Can you imagine the scandal in Alexandria when this historical nonsense was unleashed on the world? But the reality is that Irenaeus bought into this system if only to open the door to the idea that the end of the Jerusalem Church meant the beginning of Rome's rise to power.
For the moment at least, let's just stick with Polycarp's original Judaizing interest within Christianity. The hypomnemata preserved a variant myth about the preservation of Judaism. a contemporary historical counterpart to the rabbinic myth of Javneh (Jamnia) which is even more fictitious than anything contained in the New Testament. It was composed a little over a decade after the Bar Kochba revolt. Hadrian and then Antoninus already issued decrees related to the 'restoration' of Judaism (i.e the repeal on the ban on circumcision). It seems to fit the contemporary milieu of Jews struggling to find their footing after the failure of yet another messianic uprising.
It has always just been assumed that 'the Jews' somehow 'knew' what to do in the aftermath of Bar Kochba. The revolt failed - well fine, let's go back to being Jews again. Well, wait a minute. Did the Jews have anything really to 'go back' to? I find it hard to find any evidence that the failure of the bar Kochba revolt wasn't viewed as anything short of being a failure of Judaism.
If the Judaism of the 'blackhole period' (70 - 137 CE) - a period for which we know little if anything about the shape of Christianity, Judaism or Samaritanism - led to the Akiba's authentication of bar Kochba as the awaited messiah of Israel it is obvious that this halakhah had failed. It would be even more improbable to believe that the Romans would simply allow Jews to go back to whatever religious beliefs and interpretations led to a massive revolt which almost succeeded ridding Palestine of Roman occupation.
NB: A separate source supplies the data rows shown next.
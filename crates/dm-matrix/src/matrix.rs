use std::fmt;
use std::mem;
use std::ops::{Index, IndexMut};

use crate::alloc::{TrackedBuffer, TrackingAllocator};
use crate::error::{MatrixError, Result};
use crate::shape::Shape;

/// A dense matrix of `f64` stored contiguously in row-major order.
///
/// Element `(i, j)` lives at offset `i * cols + j`. Storage comes from a
/// [`TrackingAllocator`], so every matrix that is created, cloned or dropped
/// shows up in that allocator's counters.
///
/// All element access is bounds checked. The fallible accessors return
/// [`MatrixError::IndexOutOfRange`]; the `(row, col)` index operators panic
/// with the same message.
#[derive(Clone)]
pub struct Matrix {
    shape: Shape,
    buffer: TrackedBuffer<f64>,
}

impl Matrix {
    /// Create a zero-filled `rows x cols` matrix backed by the global allocator.
    ///
    /// # Errors
    /// Returns [`MatrixError::Allocation`] if storage cannot be obtained.
    pub fn new(rows: usize, cols: usize) -> Result<Self> {
        Self::new_in(rows, cols, TrackingAllocator::global().clone())
    }

    /// Create a zero-filled `rows x cols` matrix backed by `alloc`.
    pub fn new_in(rows: usize, cols: usize, alloc: TrackingAllocator) -> Result<Self> {
        let shape = Shape::new(rows, cols);
        let buffer = allocate_for(&alloc, shape)?;
        Ok(Matrix { shape, buffer })
    }

    /// Create a matrix from row-major data, backed by the global allocator.
    pub fn from_vec(rows: usize, cols: usize, data: Vec<f64>) -> Result<Self> {
        Self::from_slice_in(rows, cols, &data, TrackingAllocator::global().clone())
    }

    /// Create a matrix from row-major data, backed by `alloc`.
    ///
    /// # Errors
    /// Returns [`MatrixError::DataLength`] if `data.len() != rows * cols`.
    pub fn from_slice_in(
        rows: usize,
        cols: usize,
        data: &[f64],
        alloc: TrackingAllocator,
    ) -> Result<Self> {
        let expected = rows.saturating_mul(cols);
        if data.len() != expected {
            return Err(MatrixError::DataLength {
                expected,
                got: data.len(),
            });
        }
        let mut m = Self::new_in(rows, cols, alloc)?;
        m.buffer.copy_from_slice(data);
        Ok(m)
    }

    /// Create a matrix from a list of equally sized rows.
    pub fn from_rows(rows: &[&[f64]]) -> Result<Self> {
        Self::from_rows_in(rows, TrackingAllocator::global().clone())
    }

    pub fn from_rows_in(rows: &[&[f64]], alloc: TrackingAllocator) -> Result<Self> {
        let cols = rows.first().map_or(0, |r| r.len());
        let mut m = Self::new_in(rows.len(), cols, alloc)?;
        for (i, row) in rows.iter().enumerate() {
            if row.len() != cols {
                return Err(MatrixError::DataLength {
                    expected: cols,
                    got: row.len(),
                });
            }
            m.row_mut(i).copy_from_slice(row);
        }
        Ok(m)
    }

    /// The `n x n` identity matrix.
    pub fn identity(n: usize) -> Result<Self> {
        Self::identity_in(n, TrackingAllocator::global().clone())
    }

    pub fn identity_in(n: usize, alloc: TrackingAllocator) -> Result<Self> {
        let mut m = Self::new_in(n, n, alloc)?;
        for i in 0..n {
            m[(i, i)] = 1.0;
        }
        Ok(m)
    }

    pub fn rows(&self) -> usize {
        self.shape.rows
    }

    pub fn cols(&self) -> usize {
        self.shape.cols
    }

    pub fn shape(&self) -> Shape {
        self.shape
    }

    pub fn is_empty(&self) -> bool {
        self.buffer.is_empty()
    }

    /// The allocator backing this matrix.
    pub fn allocator(&self) -> &TrackingAllocator {
        self.buffer.allocator()
    }

    /// The row-major element buffer.
    pub fn as_slice(&self) -> &[f64] {
        &self.buffer
    }

    pub fn as_mut_slice(&mut self) -> &mut [f64] {
        &mut self.buffer
    }

    /// Row `i` as a slice.
    ///
    /// # Panics
    /// Panics if `i >= rows()`.
    pub fn row(&self, i: usize) -> &[f64] {
        let start = i * self.shape.cols;
        &self.buffer[start..start + self.shape.cols]
    }

    pub fn row_mut(&mut self, i: usize) -> &mut [f64] {
        let start = i * self.shape.cols;
        let cols = self.shape.cols;
        &mut self.buffer[start..start + cols]
    }

    fn checked_offset(&self, row: usize, col: usize) -> Result<usize> {
        if self.shape.contains(row, col) {
            Ok(self.shape.offset(row, col))
        } else {
            Err(MatrixError::IndexOutOfRange {
                row,
                col,
                rows: self.shape.rows,
                cols: self.shape.cols,
            })
        }
    }

    /// Read element `(row, col)`.
    pub fn get(&self, row: usize, col: usize) -> Result<f64> {
        let offset = self.checked_offset(row, col)?;
        Ok(self.buffer[offset])
    }

    /// Write element `(row, col)`.
    pub fn set(&mut self, row: usize, col: usize, value: f64) -> Result<()> {
        let offset = self.checked_offset(row, col)?;
        self.buffer[offset] = value;
        Ok(())
    }

    /// Reallocate for a new shape. All elements are reset to zero.
    ///
    /// On failure the matrix keeps its previous shape and contents.
    pub fn reset(&mut self, rows: usize, cols: usize) -> Result<()> {
        let shape = Shape::new(rows, cols);
        let buffer = allocate_for(self.allocator(), shape)?;
        self.buffer = buffer;
        self.shape = shape;
        Ok(())
    }

    /// Move the contents out, leaving `self` as an empty `0 x 0` matrix on
    /// the same allocator.
    pub fn take(&mut self) -> Matrix {
        let empty = Matrix {
            shape: Shape::default(),
            buffer: TrackedBuffer::empty(self.allocator().clone()),
        };
        mem::replace(self, empty)
    }
}

fn allocate_for(alloc: &TrackingAllocator, shape: Shape) -> Result<TrackedBuffer<f64>> {
    let n = shape.checked_numel().ok_or(MatrixError::Allocation {
        elements: usize::MAX,
        elem_size: mem::size_of::<f64>(),
    })?;
    alloc.allocate(n)
}

impl Index<(usize, usize)> for Matrix {
    type Output = f64;

    fn index(&self, (row, col): (usize, usize)) -> &f64 {
        match self.checked_offset(row, col) {
            Ok(offset) => &self.buffer[offset],
            Err(e) => panic!("{}", e),
        }
    }
}

impl IndexMut<(usize, usize)> for Matrix {
    fn index_mut(&mut self, (row, col): (usize, usize)) -> &mut f64 {
        match self.checked_offset(row, col) {
            Ok(offset) => &mut self.buffer[offset],
            Err(e) => panic!("{}", e),
        }
    }
}

/// Shapes must match and every element must compare equal. There is no
/// floating-point tolerance.
impl PartialEq for Matrix {
    fn eq(&self, other: &Self) -> bool {
        self.shape == other.shape && self.as_slice() == other.as_slice()
    }
}

impl fmt::Display for Matrix {
    fn fmt(&self, f: &mut fmt::Formatter<'_>) -> fmt::Result {
        write!(f, "[")?;
        for i in 0..self.rows() {
            if i > 0 {
                writeln!(f)?;
            }
            for &v in self.row(i) {
                write!(f, " {}", format_general(v))?;
            }
        }
        write!(f, " ]")
    }
}

/// Formats `v` the way a `%g` conversion with six significant digits does:
/// fixed notation for exponents in `-4..6`, scientific otherwise, trailing
/// zeros removed.
fn format_general(v: f64) -> String {
    const PRECISION: i32 = 6;

    if v.is_nan() {
        return "nan".to_string();
    }
    if v.is_infinite() {
        return if v > 0.0 { "inf" } else { "-inf" }.to_string();
    }
    if v == 0.0 {
        return if v.is_sign_negative() { "-0" } else { "0" }.to_string();
    }

    // The exponent after rounding to PRECISION significant digits.
    let sci = format!("{:.*e}", (PRECISION - 1) as usize, v);
    let Some((mantissa, exp)) = sci.split_once('e') else {
        return v.to_string();
    };
    let Ok(exp) = exp.parse::<i32>() else {
        return v.to_string();
    };

    if exp < -4 || exp >= PRECISION {
        let sign = if exp < 0 { '-' } else { '+' };
        format!("{}e{}{:02}", trim_fraction(mantissa), sign, exp.abs())
    } else {
        let fixed = format!("{:.*}", (PRECISION - 1 - exp) as usize, v);
        trim_fraction(&fixed).to_string()
    }
}

fn trim_fraction(s: &str) -> &str {
    if s.contains('.') {
        s.trim_end_matches('0').trim_end_matches('.')
    } else {
        s
    }
}

impl fmt::Debug for Matrix {
    fn fmt(&self, f: &mut fmt::Formatter<'_>) -> fmt::Result {
        f.debug_struct("Matrix")
            .field("shape", &self.shape)
            .field("data", &self.buffer)
            .finish()
    }
}
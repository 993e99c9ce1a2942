pub mod tiled;

use tracing::debug;

use crate::backend::{check_matmul_shapes, output_for, MultiplyStrategy};
use crate::error::Result;
use crate::matrix::Matrix;

pub use tiled::{multiply_tile, Tiled};

/// Direct triple-loop multiplication.
///
/// Each output cell is a sequential sum over `k` in increasing order.
/// Intended as the reference the other strategies are checked against.
#[derive(Debug, Clone, Copy, Default)]
pub struct Naive;

impl Naive {
    pub fn new() -> Self {
        Naive
    }
}

impl MultiplyStrategy for Naive {
    fn name(&self) -> &str {
        "naive"
    }

    fn multiply(&self, a: &Matrix, b: &Matrix) -> Result<Matrix> {
        let (m, k, n) = check_matmul_shapes(a, b)?;
        debug!(strategy = self.name(), m, k, n, "multiply");

        let mut c = output_for(a, m, n)?;
        let (a, b) = (a.as_slice(), b.as_slice());
        let out = c.as_mut_slice();
        for i in 0..m {
            for j in 0..n {
                let mut sum = 0.0f64;
                for p in 0..k {
                    sum += a[i * k + p] * b[p * n + j];
                }
                out[i * n + j] = sum;
            }
        }
        Ok(c)
    }
}

/// Multiply with the naive triple loop.
///
/// # Errors
/// Returns [`MatrixError::MatmulMismatch`](crate::MatrixError::MatmulMismatch)
/// if `a.cols() != b.rows()`.
pub fn multiply_naive(a: &Matrix, b: &Matrix) -> Result<Matrix> {
    Naive.multiply(a, b)
}
use tracing_subscriber::{filter::LevelFilter, fmt, prelude::*, EnvFilter};

/// Install a subscriber that logs to stdout and honours `RUST_LOG`.
///
/// Defaults to the "info" level when the variable is unset.
pub fn init_subscriber() {
    let fmt_layer = fmt::layer().with_target(true);

    let filter_layer = EnvFilter::builder()
        .with_default_directive(LevelFilter::INFO.into())
        .from_env_lossy();

    tracing_subscriber::registry()
        .with(filter_layer)
        .with(fmt_layer)
        .init();
}
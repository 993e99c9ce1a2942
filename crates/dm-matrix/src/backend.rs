use std::fmt::Debug;

use crate::error::{MatrixError, Result};
use crate::matrix::Matrix;

/// A matrix multiplication algorithm.
///
/// Every implementation computes the standard product `C = A * B` and is a
/// drop-in substitute for the others; they differ only in loop structure and
/// therefore in floating-point summation order.
///
/// Implementations must:
/// - reject `a.cols() != b.rows()` with [`MatrixError::MatmulMismatch`]
///   before doing any work,
/// - leave `a` and `b` untouched,
/// - allocate exactly one result matrix of shape `a.rows() x b.cols()` from
///   `a`'s allocator.
pub trait MultiplyStrategy: Send + Sync + Debug {
    /// Returns the name of this strategy (e.g., "naive", "tile", "fast").
    fn name(&self) -> &str;

    /// Compute `a * b`.
    fn multiply(&self, a: &Matrix, b: &Matrix) -> Result<Matrix>;
}

/// Checks that `a * b` is defined and returns `(m, k, n)`.
pub fn check_matmul_shapes(a: &Matrix, b: &Matrix) -> Result<(usize, usize, usize)> {
    let (lhs, rhs) = (a.shape(), b.shape());
    if !lhs.can_multiply(&rhs) {
        return Err(MatrixError::MatmulMismatch {
            m: lhs.rows,
            k: lhs.cols,
            k2: rhs.rows,
            n: rhs.cols,
        });
    }
    Ok((lhs.rows, lhs.cols, rhs.cols))
}

/// Allocates the zeroed `m x n` result for `a * b` from `a`'s allocator.
pub(crate) fn output_for(a: &Matrix, m: usize, n: usize) -> Result<Matrix> {
    Matrix::new_in(m, n, a.allocator().clone())
}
While Judaism was finding its feet Polycarp seized the moment and offered a specifically 'Jewish' form of Christianity. I find it hard to come up with any evidence which suggests that anyone before Polycarp ever put forward these ideas. His Yeshu is the first historical Jesus and there can be no doubt that this historical Jesus was above all else a Jewish Jesus. The Jewishness of Jesus is always front and center in the Catholic gospel tradition. It is unlikely that this was so originally in the Marcionite tradition.
The Marcionites who did not believe that Jesus was a historical person must have regarded the introduction of a tradition which not only said Jesus was a person but an observant Jew with absolute horror. As such, it is difficult for me not to suspect at least that the historical Jesus was likely CONFIRMED if not invented (at least from the Marcionite perspective) with the publication of the hypomnemata. The author and the tradition he was associated with MUST HAVE been rooted in a appeal to Jews after the Bar Kochba revolt to convert to the divinely ordained covenant of Israel. The pages of the hypomnenata must have confirmed this understanding through the person of Josephus and his witness about the excesses of 'traditional Judaism.'
It was a wholly original 'spin' on Christianity's relationship with Judaism and it was developed with the specific purpose of recruiting large numbers of Jewish converts. One may even argue that it ultimately changed the balance of power in Christian Church forever.